TASK PROMPT » Among the lines of the material, copy those that hold the string "DocumentBuilder".

Top of EXERCISE INPUT

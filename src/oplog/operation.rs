//! Oplog operations
//!
//! One replicated event: the common header every kind carries plus the
//! kind-specific payload.
//!
//! ## Descriptive Document
//! ```text
//! { ts, h, v, op, ns, o?, o2?, b?, fromMigrate? }
//!
//!   op   ns               o              o2       b
//!   i    <db>.<coll>      document       -        -
//!   u    <db>.<coll>      modification   filter   upsert
//!   d    <db>.<coll>      filter         -        justOne
//!   c    <db>.$cmd        command        -        -
//!   n    ""               message?       -        -
//! ```

use std::fmt;

use crate::bson::{
    reader, BooleanField, DocField, Document, DocumentBuilder, IntField, LongField, StringField,
    TimestampField,
};
use crate::error::{Result, WireError};
use crate::repl::{get_op_time, OpTime};

use super::visitor::OplogOperationVisitor;

const TS_FIELD: TimestampField = TimestampField::new("ts");
const HASH_FIELD: LongField = LongField::new("h");
const VERSION_FIELD: IntField = IntField::new("v");
const OP_FIELD: StringField = StringField::new("op");
const NS_FIELD: StringField = StringField::new("ns");
const OBJECT_FIELD: DocField = DocField::new("o");
const QUERY_FIELD: DocField = DocField::new("o2");
const FLAG_FIELD: BooleanField = BooleanField::new("b");
const FROM_MIGRATE_FIELD: BooleanField = BooleanField::new("fromMigrate");

/// Collection suffix addressing a database's command namespace
const COMMAND_COLLECTION: &str = "$cmd";

// =============================================================================
// Kinds and versions
// =============================================================================

/// Kind of a replicated operation
#[derive(Debug, Clone, Copy, PartialEq, Eq, Hash)]
pub enum OplogOperationType {
    Insert,
    Update,
    Delete,
    Command,
    Noop,
}

impl OplogOperationType {
    /// The single-letter `op` value
    pub fn oplog_name(self) -> &'static str {
        match self {
            OplogOperationType::Insert => "i",
            OplogOperationType::Update => "u",
            OplogOperationType::Delete => "d",
            OplogOperationType::Command => "c",
            OplogOperationType::Noop => "n",
        }
    }

    pub fn from_oplog_name(name: &str) -> Result<Self> {
        match name {
            "i" => Ok(OplogOperationType::Insert),
            "u" => Ok(OplogOperationType::Update),
            "d" => Ok(OplogOperationType::Delete),
            "c" => Ok(OplogOperationType::Command),
            "n" => Ok(OplogOperationType::Noop),
            other => Err(WireError::BadValue(format!(
                "Unknown oplog operation type: {}",
                other
            ))),
        }
    }
}

/// Version of the oplog entry format
#[derive(Debug, Clone, Copy, PartialEq, Eq, Hash)]
pub enum OplogVersion {
    V1 = 1,
    V2 = 2,
}

impl OplogVersion {
    pub fn from_version(version: i32) -> Result<Self> {
        match version {
            1 => Ok(OplogVersion::V1),
            2 => Ok(OplogVersion::V2),
            other => Err(WireError::BadValue(format!(
                "Unsupported oplog version: {}",
                other
            ))),
        }
    }

    pub fn version(self) -> i32 {
        self as i32
    }
}

impl Default for OplogVersion {
    fn default() -> Self {
        OplogVersion::V2
    }
}

// =============================================================================
// Payloads
// =============================================================================

#[derive(Debug, Clone, PartialEq)]
pub struct InsertPayload {
    pub collection: String,
    pub document: Document,
}

#[derive(Debug, Clone, PartialEq)]
pub struct UpdatePayload {
    pub collection: String,
    /// Selects the document to modify
    pub filter: Document,
    pub modification: Document,
    pub upsert: bool,
}

#[derive(Debug, Clone, PartialEq)]
pub struct DeletePayload {
    pub collection: String,
    pub filter: Document,
    pub just_one: bool,
}

#[derive(Debug, Clone, PartialEq)]
pub struct CommandPayload {
    pub command: Document,
}

#[derive(Debug, Clone, PartialEq, Default)]
pub struct NoopPayload {
    /// Free-form note, often absent
    pub message: Option<Document>,
}

/// Kind-specific part of an operation
#[derive(Debug, Clone, PartialEq)]
pub enum OplogPayload {
    Insert(InsertPayload),
    Update(UpdatePayload),
    Delete(DeletePayload),
    Command(CommandPayload),
    Noop(NoopPayload),
}

impl OplogPayload {
    pub fn get_type(&self) -> OplogOperationType {
        match self {
            OplogPayload::Insert(_) => OplogOperationType::Insert,
            OplogPayload::Update(_) => OplogOperationType::Update,
            OplogPayload::Delete(_) => OplogOperationType::Delete,
            OplogPayload::Command(_) => OplogOperationType::Command,
            OplogPayload::Noop(_) => OplogOperationType::Noop,
        }
    }
}

// =============================================================================
// Operation
// =============================================================================

/// A single replicated event
#[derive(Debug, Clone, PartialEq)]
pub struct OplogOperation {
    pub database: String,
    pub op_time: OpTime,
    pub hash: i64,
    pub version: OplogVersion,
    /// Written by a chunk migration rather than a client
    pub from_migrate: bool,
    pub payload: OplogPayload,
}

impl OplogOperation {
    pub fn new(
        database: impl Into<String>,
        op_time: OpTime,
        hash: i64,
        version: OplogVersion,
        from_migrate: bool,
        payload: OplogPayload,
    ) -> Self {
        Self {
            database: database.into(),
            op_time,
            hash,
            version,
            from_migrate,
            payload,
        }
    }

    /// A no-op entry, as written by heartbeat-driven oplog bumps
    pub fn noop(
        message: Option<Document>,
        database: impl Into<String>,
        op_time: OpTime,
        hash: i64,
        version: OplogVersion,
        from_migrate: bool,
    ) -> Self {
        Self::new(
            database,
            op_time,
            hash,
            version,
            from_migrate,
            OplogPayload::Noop(NoopPayload { message }),
        )
    }

    pub fn get_type(&self) -> OplogOperationType {
        self.payload.get_type()
    }

    /// Dispatch to the visitor method matching this operation's kind
    pub fn accept<R, A, V>(&self, visitor: &mut V, arg: A) -> R
    where
        V: OplogOperationVisitor<R, A> + ?Sized,
    {
        match &self.payload {
            OplogPayload::Insert(insert) => visitor.visit_insert(self, insert, arg),
            OplogPayload::Update(update) => visitor.visit_update(self, update, arg),
            OplogPayload::Delete(delete) => visitor.visit_delete(self, delete, arg),
            OplogPayload::Command(command) => visitor.visit_command(self, command, arg),
            OplogPayload::Noop(noop) => visitor.visit_noop(self, noop, arg),
        }
    }

    /// The `{ts, h, v, op, ns, ...}` document describing this operation
    pub fn to_descriptive_document(&self) -> Document {
        let builder = DocumentBuilder::with_capacity(9)
            .append(&TS_FIELD, self.op_time)
            .append(&HASH_FIELD, self.hash)
            .append(&VERSION_FIELD, self.version.version())
            .append(&OP_FIELD, self.get_type().oplog_name());

        let builder = match &self.payload {
            OplogPayload::Insert(insert) => builder
                .append(&NS_FIELD, self.namespace(&insert.collection))
                .append(&OBJECT_FIELD, insert.document.clone()),
            OplogPayload::Update(update) => {
                let builder = builder
                    .append(&NS_FIELD, self.namespace(&update.collection))
                    .append(&OBJECT_FIELD, update.modification.clone())
                    .append(&QUERY_FIELD, update.filter.clone());
                append_flag(builder, update.upsert)
            }
            OplogPayload::Delete(delete) => {
                let builder = builder
                    .append(&NS_FIELD, self.namespace(&delete.collection))
                    .append(&OBJECT_FIELD, delete.filter.clone());
                append_flag(builder, delete.just_one)
            }
            OplogPayload::Command(command) => builder
                .append(&NS_FIELD, self.namespace(COMMAND_COLLECTION))
                .append(&OBJECT_FIELD, command.command.clone()),
            OplogPayload::Noop(noop) => builder
                .append(&NS_FIELD, "")
                .append_opt(&OBJECT_FIELD, noop.message.clone()),
        };

        if self.from_migrate {
            builder.append(&FROM_MIGRATE_FIELD, true).build()
        } else {
            builder.build()
        }
    }

    /// Parse a descriptive document back into an operation
    ///
    /// `ts` may be a timestamp or a date; `v` defaults to 2 and
    /// `fromMigrate` to false. A no-op's empty namespace leaves the database
    /// empty.
    pub fn from_document(doc: &Document) -> Result<Self> {
        let op_time = get_op_time(doc, &TS_FIELD)?;
        let hash = reader::get(doc, &HASH_FIELD)?;
        let version = match reader::get_opt(doc, &VERSION_FIELD)? {
            Some(version) => OplogVersion::from_version(version)?,
            None => OplogVersion::default(),
        };
        let op_type = OplogOperationType::from_oplog_name(&reader::get(doc, &OP_FIELD)?)?;
        let namespace = reader::get(doc, &NS_FIELD)?;
        let from_migrate = reader::get_or(doc, &FROM_MIGRATE_FIELD, false)?;

        let (database, collection) = split_namespace(&namespace);

        let payload = match op_type {
            OplogOperationType::Insert => OplogPayload::Insert(InsertPayload {
                collection: require_collection(&namespace, collection)?,
                document: reader::get(doc, &OBJECT_FIELD)?,
            }),
            OplogOperationType::Update => OplogPayload::Update(UpdatePayload {
                collection: require_collection(&namespace, collection)?,
                filter: reader::get(doc, &QUERY_FIELD)?,
                modification: reader::get(doc, &OBJECT_FIELD)?,
                upsert: reader::get_or(doc, &FLAG_FIELD, false)?,
            }),
            OplogOperationType::Delete => OplogPayload::Delete(DeletePayload {
                collection: require_collection(&namespace, collection)?,
                filter: reader::get(doc, &OBJECT_FIELD)?,
                just_one: reader::get_or(doc, &FLAG_FIELD, false)?,
            }),
            OplogOperationType::Command => {
                if collection != Some(COMMAND_COLLECTION) {
                    return Err(WireError::BadValue(format!(
                        "Command operation on non-command namespace {}",
                        namespace
                    )));
                }
                OplogPayload::Command(CommandPayload {
                    command: reader::get(doc, &OBJECT_FIELD)?,
                })
            }
            OplogOperationType::Noop => OplogPayload::Noop(NoopPayload {
                message: reader::get_opt(doc, &OBJECT_FIELD)?,
            }),
        };

        Ok(Self::new(database, op_time, hash, version, from_migrate, payload))
    }

    fn namespace(&self, collection: &str) -> String {
        format!("{}.{}", self.database, collection)
    }
}

impl fmt::Display for OplogOperation {
    fn fmt(&self, f: &mut fmt::Formatter<'_>) -> fmt::Result {
        write!(f, "{}", self.to_descriptive_document())
    }
}

fn append_flag(builder: DocumentBuilder, flag: bool) -> DocumentBuilder {
    if flag {
        builder.append(&FLAG_FIELD, true)
    } else {
        builder
    }
}

/// `db.coll.sub` splits at the first dot into `db` and `coll.sub`
fn split_namespace(namespace: &str) -> (&str, Option<&str>) {
    match namespace.split_once('.') {
        Some((database, collection)) => (database, Some(collection)),
        None => (namespace, None),
    }
}

fn require_collection(namespace: &str, collection: Option<&str>) -> Result<String> {
    match collection {
        Some(collection) if !collection.is_empty() => Ok(collection.to_string()),
        _ => Err(WireError::BadValue(format!(
            "Namespace {} does not name a collection",
            namespace
        ))),
    }
}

Bottom of EXERCISE INPUT

TASK RESULT »
    reader, BooleanField, DocField, Document, DocumentBuilder, IntField, LongField, StringField,
        let builder = DocumentBuilder::with_capacity(9)
fn append_flag(builder: DocumentBuilder, flag: bool) -> DocumentBuilder {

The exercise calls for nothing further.